Ja makes halfhearted, if loud, references to depression and spiritual pain, but they’re overshadowed by the need to floss and fuck with equal voracity; real introspection is nowhere to be found. He doesn’t yet seem capable of it. He’s still a boy. His descriptions of life in the hood and in his head are secondhand, regurgitated from every other rap record he’s ever listened to; if there’s anything personal or heartfelt on the whole disc, it’s suffocated by Ja’s lack of — or difficulty excavating — a real inner life. Neither his sadness nor his nihilism has any undertow; it’s all the mirror reflection of a pose struck by someone who was emulating someone else’s contrived stance in the first place . . . All roads lead back to Tupac.

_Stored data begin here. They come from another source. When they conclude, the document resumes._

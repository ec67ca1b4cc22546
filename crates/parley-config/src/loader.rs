//! Configuration loader with layered sources.

use crate::{AppConfig, TtlConfig};
use config::{Config, ConfigError, Environment, File};
use parley_core::ParleyError;
use std::path::Path;
use std::sync::Arc;
use tokio::sync::RwLock;
use tracing::{debug, info, warn};

/// Environment variable prefix for overrides, e.g. `PARLEY_REDIS__URL`.
pub const ENV_PREFIX: &str = "PARLEY";

/// Configuration loader with runtime reload support.
#[derive(Clone)]
pub struct ConfigLoader {
    config: Arc<RwLock<AppConfig>>,
    config_dir: String,
}

impl ConfigLoader {
    /// Creates a new configuration loader.
    ///
    /// Configuration is loaded from multiple sources in order:
    /// 1. `{dir}/default.toml` - Default values
    /// 2. `{dir}/{environment}.toml` - Environment-specific overrides
    /// 3. `{dir}/local.toml` - Uncommitted local overrides
    /// 4. Environment variables with `PARLEY_` prefix and `__` separator
    pub fn new(config_dir: impl Into<String>) -> Result<Self, ParleyError> {
        let config_dir = config_dir.into();
        let config = Self::load_config(&config_dir)?;

        Ok(Self {
            config: Arc::new(RwLock::new(config)),
            config_dir,
        })
    }

    /// Loads configuration from the default location (`./config`).
    pub fn from_default_location() -> Result<Self, ParleyError> {
        Self::new("./config")
    }

    /// Returns the current configuration.
    pub async fn get(&self) -> AppConfig {
        self.config.read().await.clone()
    }

    /// Reloads the configuration from disk.
    ///
    /// Components built from the previous snapshot keep it; TTLs are fixed
    /// for the lifetime of a gateway.
    pub async fn reload(&self) -> Result<(), ParleyError> {
        let new_config = Self::load_config(&self.config_dir)?;
        let mut config = self.config.write().await;
        *config = new_config;
        info!("Configuration reloaded successfully");
        Ok(())
    }

    /// Loads configuration from the specified directory.
    fn load_config(config_dir: &str) -> Result<AppConfig, ParleyError> {
        if let Err(e) = dotenvy::dotenv() {
            debug!("No .env file found or error loading it: {}", e);
        }

        let environment =
            std::env::var("PARLEY_ENVIRONMENT").unwrap_or_else(|_| "development".to_string());

        info!("Loading configuration for environment: {}", environment);

        let mut builder = Config::builder();

        for name in ["default", environment.as_str(), "local"] {
            let path = format!("{}/{}.toml", config_dir, name);
            if Path::new(&path).exists() {
                debug!("Loading config from: {}", path);
                builder = builder.add_source(File::with_name(&path).required(false));
            }
        }

        builder = builder.add_source(
            Environment::with_prefix(ENV_PREFIX)
                .separator("__")
                .try_parsing(true),
        );

        let config = builder.build().map_err(config_error_to_parley_error)?;

        let app_config: AppConfig = config
            .try_deserialize()
            .map_err(config_error_to_parley_error)?;

        Self::validate_config(&app_config)?;

        Ok(app_config)
    }

    /// Validates the configuration.
    pub fn validate_config(config: &AppConfig) -> Result<(), ParleyError> {
        if config.redis.enabled {
            let url = url::Url::parse(&config.redis.url).map_err(|e| {
                ParleyError::Configuration(format!("Invalid Redis URL '{}': {}", config.redis.url, e))
            })?;
            if !matches!(url.scheme(), "redis" | "rediss" | "redis+unix" | "unix") {
                return Err(ParleyError::Configuration(format!(
                    "Unsupported Redis URL scheme: {}",
                    url.scheme()
                )));
            }
            if config.redis.pool_size == 0 {
                return Err(ParleyError::Configuration(
                    "Redis pool size must be greater than zero".to_string(),
                ));
            }
            if config.redis.operation_timeout_ms == 0 {
                return Err(ParleyError::Configuration(
                    "Redis operation timeout must be greater than zero".to_string(),
                ));
            }
        }

        for (name, secs) in config.cache.ttl.entries() {
            if secs == 0 {
                return Err(ParleyError::Configuration(format!(
                    "cache.ttl.{} must be greater than zero",
                    name
                )));
            }
        }

        if config.cache.ttl.realtime_secs > TtlConfig::MAX_REALTIME_SECS {
            warn!(
                "cache.ttl.realtime_secs is {}s; unread counters and presence may lag by that long",
                config.cache.ttl.realtime_secs
            );
        }

        if config.availability.failure_threshold == 0 {
            return Err(ParleyError::Configuration(
                "availability.failure_threshold must be greater than zero".to_string(),
            ));
        }

        Ok(())
    }

    /// Gets a specific configuration value by key path.
    pub async fn get_value<T: serde::de::DeserializeOwned>(&self, key: &str) -> Option<T> {
        let config = self.config.read().await;
        let json = serde_json::to_value(&*config).ok()?;

        let mut current = &json;
        for part in key.split('.') {
            current = current.get(part)?;
        }

        serde_json::from_value(current.clone()).ok()
    }
}

fn config_error_to_parley_error(err: ConfigError) -> ParleyError {
    ParleyError::Configuration(err.to_string())
}
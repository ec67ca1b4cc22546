//! Behavior while the cache tier is down or slow.

use parley_cache::{
    Availability, CacheGateway, CacheStore, EntityKind, EntityRef, GatewayOptions,
    InMemoryCacheStore, TtlPolicy, WriteOp,
};
use parley_core::{MessageId, ParleyError, ParleyResult, UserId};
use parley_resilience::AvailabilityConfig;
use std::sync::atomic::{AtomicU32, Ordering};
use std::sync::Arc;
use std::time::Duration;

fn gateway(cache: Arc<InMemoryCacheStore>, failure_threshold: u64) -> CacheGateway {
    CacheGateway::new(
        cache,
        TtlPolicy::default(),
        GatewayOptions {
            operation_timeout: Duration::from_millis(50),
            availability: AvailabilityConfig {
                failure_threshold,
                ..Default::default()
            },
            retry: None,
            emit_metrics: false,
            start_degraded: false,
        },
    )
}

#[tokio::test]
async fn test_unreachable_cache_serves_from_store() {
    let cache = Arc::new(InMemoryCacheStore::new());
    cache.set_reachable(false);
    let gateway = gateway(cache.clone(), 2);

    let loads = AtomicU32::new(0);
    let counter = &loads;
    for _ in 0..5 {
        let name: String = gateway
            .read_through(&EntityRef::user_profile(UserId::new(1)), None, || async move {
                counter.fetch_add(1, Ordering::SeqCst);
                Ok("alice".to_string())
            })
            .await
            .unwrap();
        assert_eq!(name, "alice");
    }

    assert_eq!(loads.load(Ordering::SeqCst), 5);
    assert_eq!(gateway.availability(), Availability::Degraded);

    // Once degraded nothing reaches the cache tier, writes included.
    let before = cache.counts();
    gateway
        .write_then_invalidate_op(
            || async { Ok(MessageId::new(7)) },
            |id| WriteOp::MessageSent {
                message_id: *id,
                sender_id: UserId::new(1),
                recipient_id: UserId::new(2),
            },
        )
        .await
        .unwrap();
    let _: String = gateway
        .read_through(&EntityRef::user_profile(UserId::new(1)), None, || async {
            Ok("alice".to_string())
        })
        .await
        .unwrap();
    assert_eq!(cache.counts().data_calls(), before.data_calls());

    let stats = gateway.stats().kind(EntityKind::UserProfile);
    assert!(stats.bypassed >= 1);
}

#[tokio::test]
async fn test_store_errors_still_surface_while_degraded() {
    let cache = Arc::new(InMemoryCacheStore::new());
    cache.set_reachable(false);
    let gateway = gateway(cache, 1);

    let _ = gateway
        .read_through(&EntityRef::OnlineUsers, None, || async { Ok(Vec::<i64>::new()) })
        .await;
    assert_eq!(gateway.availability(), Availability::Degraded);

    let result: ParleyResult<Vec<i64>> = gateway
        .read_through(&EntityRef::OnlineUsers, None, || async {
            Err(ParleyError::store("replica lag"))
        })
        .await;
    assert!(matches!(result, Err(ParleyError::Store(_))));
}

#[tokio::test]
async fn test_recovery_after_probe() {
    let cache = Arc::new(InMemoryCacheStore::new());
    cache.set_reachable(false);
    let gateway = gateway(cache.clone(), 1);
    let entity = EntityRef::unread_count(UserId::new(3));

    let _: u64 = gateway
        .read_through(&entity, None, || async { Ok(1) })
        .await
        .unwrap();
    assert_eq!(gateway.availability(), Availability::Degraded);

    cache.set_reachable(true);
    assert_eq!(gateway.availability(), Availability::Degraded);
    assert_eq!(gateway.probe().await, Availability::Available);

    let _: u64 = gateway
        .read_through(&entity, None, || async { Ok(2) })
        .await
        .unwrap();
    assert!(cache.contains(&entity.encode().unwrap()));
}

#[tokio::test(start_paused = true)]
async fn test_slow_cache_times_out_into_a_miss() {
    let cache = Arc::new(InMemoryCacheStore::new());
    let key = EntityRef::message(MessageId::new(1)).encode().unwrap();
    cache.set(&key, "\"cached\"", Duration::from_secs(300)).await.unwrap();
    cache.set_latency(Some(Duration::from_secs(1)));

    let gateway = gateway(cache.clone(), 10);
    let value: String = gateway
        .read_through(&EntityRef::message(MessageId::new(1)), None, || async {
            Ok("from store".to_string())
        })
        .await
        .unwrap();

    assert_eq!(value, "from store");
    let stats = gateway.stats().kind(EntityKind::Message);
    assert_eq!(stats.misses, 1);
    assert_eq!(stats.errors, 2);
    assert_eq!(gateway.availability(), Availability::Available);
}

#[tokio::test]
async fn test_write_succeeds_when_invalidation_fails() {
    let cache = Arc::new(InMemoryCacheStore::new());
    cache.fail_deletes_with_prefix("conversation:");
    let gateway = gateway(cache, 10);

    let id = gateway
        .write_then_invalidate_op(
            || async { Ok(MessageId::new(11)) },
            |id| WriteOp::MessageRead {
                message_id: *id,
                sender_id: UserId::new(1),
                recipient_id: UserId::new(2),
            },
        )
        .await
        .unwrap();

    assert_eq!(id, MessageId::new(11));
    assert_eq!(gateway.stats().partial_invalidations, 1);
}
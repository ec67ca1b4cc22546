//! Cache gateway.
//!
//! The single entry point application code uses to read and write cached
//! entities. A gateway is cheap to clone and is passed explicitly to every
//! service that needs it.

use crate::invalidation::{
    InvalidationPropagator, InvalidationReport, InvalidationSet, InvalidationSink,
    TracingInvalidationSink, WriteOp,
};
use crate::keys::{CacheKey, EntityKind, EntityRef};
use crate::metrics::CacheMetrics;
use crate::probe::spawn_availability_probe;
use crate::stats::{CacheStats, StatsSnapshot};
use crate::store::{CacheStore, RedisCacheStore};
use crate::ttl::TtlPolicy;
use parley_config::AppConfig;
use parley_core::ParleyResult;
use parley_resilience::{
    with_named_timeout, Availability, AvailabilityConfig, AvailabilityGuard, RetryPolicy,
};
use serde::de::DeserializeOwned;
use serde::Serialize;
use std::future::Future;
use std::sync::Arc;
use std::time::{Duration, Instant};
use tokio::task::JoinHandle;
use tracing::{debug, info, warn};

/// Name of the guarded tier in logs.
const CACHE_TIER: &str = "cache";

/// Runtime options of a gateway.
#[derive(Debug, Clone)]
pub struct GatewayOptions {
    /// Bound on every single cache operation.
    pub operation_timeout: Duration,
    /// Availability guard settings.
    pub availability: AvailabilityConfig,
    /// Background retry of failed invalidation targets; `None` disables it.
    pub retry: Option<RetryPolicy>,
    /// Feed the `metrics` facade.
    pub emit_metrics: bool,
    /// Start degraded, e.g. when the cache tier is switched off.
    pub start_degraded: bool,
}

impl Default for GatewayOptions {
    fn default() -> Self {
        Self::from_config(&AppConfig::default())
    }
}

impl GatewayOptions {
    /// Builds options from the application configuration.
    #[must_use]
    pub fn from_config(config: &AppConfig) -> Self {
        let invalidation = &config.invalidation;
        let retry = invalidation.background_retry.then(|| RetryPolicy {
            max_attempts: invalidation.retry_max_attempts,
            initial_delay: invalidation.retry_initial_delay(),
            max_delay: invalidation.retry_max_delay(),
            ..Default::default()
        });

        Self {
            operation_timeout: config.redis.operation_timeout(),
            availability: AvailabilityConfig {
                failure_threshold: config.availability.failure_threshold,
                probe_interval: config.availability.probe_interval(),
                probe_timeout: config.availability.probe_timeout(),
            },
            retry,
            emit_metrics: config.observability.metrics_enabled,
            start_degraded: !config.redis.enabled,
        }
    }
}
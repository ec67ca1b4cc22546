//! Repository traits over the sharded relational store.
//!
//! Implementations own durability and sharding. Every error they return is a
//! store-tier error and is surfaced to callers unchanged.

use async_trait::async_trait;
use chrono::{DateTime, Utc};
use parley_core::{Message, MessageId, NewMessage, NewUser, ParleyResult, User, UserId};

/// Message repository.
#[cfg_attr(test, mockall::automock)]
#[async_trait]
pub trait MessageRepository: Send + Sync {
    /// Finds a message by ID.
    async fn find_by_id(&self, id: MessageId) -> ParleyResult<Option<Message>>;

    /// Returns one page of the conversation between two users, newest first.
    async fn find_conversation(
        &self,
        user_a: UserId,
        user_b: UserId,
        limit: u32,
        offset: u32,
    ) -> ParleyResult<Vec<Message>>;

    /// Returns one page of messages sent or received by `user_id`, newest first.
    async fn find_for_user(
        &self,
        user_id: UserId,
        limit: u32,
        offset: u32,
    ) -> ParleyResult<Vec<Message>>;

    /// Returns the latest messages received by `user_id`.
    async fn find_received(&self, user_id: UserId, limit: u32) -> ParleyResult<Vec<Message>>;

    /// Returns the newest messages sent or received by `user_id` whose
    /// content contains `query`, ignoring case.
    async fn search(
        &self,
        user_id: UserId,
        query: &str,
        limit: u32,
    ) -> ParleyResult<Vec<Message>>;

    /// Inserts a message and returns the stored row.
    async fn insert(&self, message: NewMessage) -> ParleyResult<Message>;

    /// Marks a message as read. Returns the updated row, or `None` if missing.
    async fn mark_read(&self, id: MessageId) -> ParleyResult<Option<Message>>;

    /// Deletes a message. Returns `true` if it existed.
    async fn delete(&self, id: MessageId) -> ParleyResult<bool>;

    /// Counts unread messages addressed to `user_id`.
    async fn count_unread(&self, user_id: UserId) -> ParleyResult<u64>;

    /// Returns every user `user_id` has exchanged messages with, together
    /// with the number of unread messages from that partner.
    async fn partner_unread_counts(&self, user_id: UserId) -> ParleyResult<Vec<(UserId, u64)>>;
}

/// User repository.
#[cfg_attr(test, mockall::automock)]
#[async_trait]
pub trait UserRepository: Send + Sync {
    /// Finds a user by ID.
    async fn find_by_id(&self, id: UserId) -> ParleyResult<Option<User>>;

    /// Finds a user by username.
    async fn find_by_username(&self, username: &str) -> ParleyResult<Option<User>>;

    /// Finds a user by email.
    async fn find_by_email(&self, email: &str) -> ParleyResult<Option<User>>;

    /// Inserts a user. Fails with `Validation` if the username or email is taken.
    async fn insert(&self, user: NewUser) -> ParleyResult<User>;

    /// Replaces a stored user. Fails with `NotFound` if it does not exist.
    async fn update(&self, user: &User) -> ParleyResult<User>;

    /// Returns active users seen at or after `since`.
    async fn find_online(&self, since: DateTime<Utc>) -> ParleyResult<Vec<User>>;

    /// Sets `last_seen`. Returns the updated user, or `None` if missing.
    async fn touch_last_seen(&self, id: UserId, at: DateTime<Utc>) -> ParleyResult<Option<User>>;
}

Saying anything remotely critical of Tupac at this point is akin to strolling through the Vatican singing XTC’s “Dear God.” It just ain’t done. What Pac did better than anyone before him was twine a hardcore pose around a growl of self-pity passed off as social commentary. By cleaving himself into two marketable poses — sensitive poet-activist/unrepentant thug — he gave his niggas permission to weep withouat appearing weak, to write off bad behavior as righteous anger. He swerved from shameless sentimentality to taunts and threats that could be either pseudo-militant or incredibly childish, but rarely contained real political depth or fresh insights. And he begat DMX, who begat Ja Rule.
In support of their new releases, both DMX and Ja Rule drape themselves in imagery from ’60s civil rights marches and demonstrations — DMX in the video for “Who We Be,” Ja Rule on one of the two album covers released for Pain Is Love. It’s a tack designed to give legitimacy and weight to their personal narratives while snagging points for political consciousness. But where DMX gives off a strong whiff of (weed and) internal struggle, and some awareness of a larger world (the album itself is deathly anemic), Ja Rule just seems like a little boy who slid on his father’s shirt and shoes, clip-clopping around the house, making a lot of noise while grinning, “Look at me!”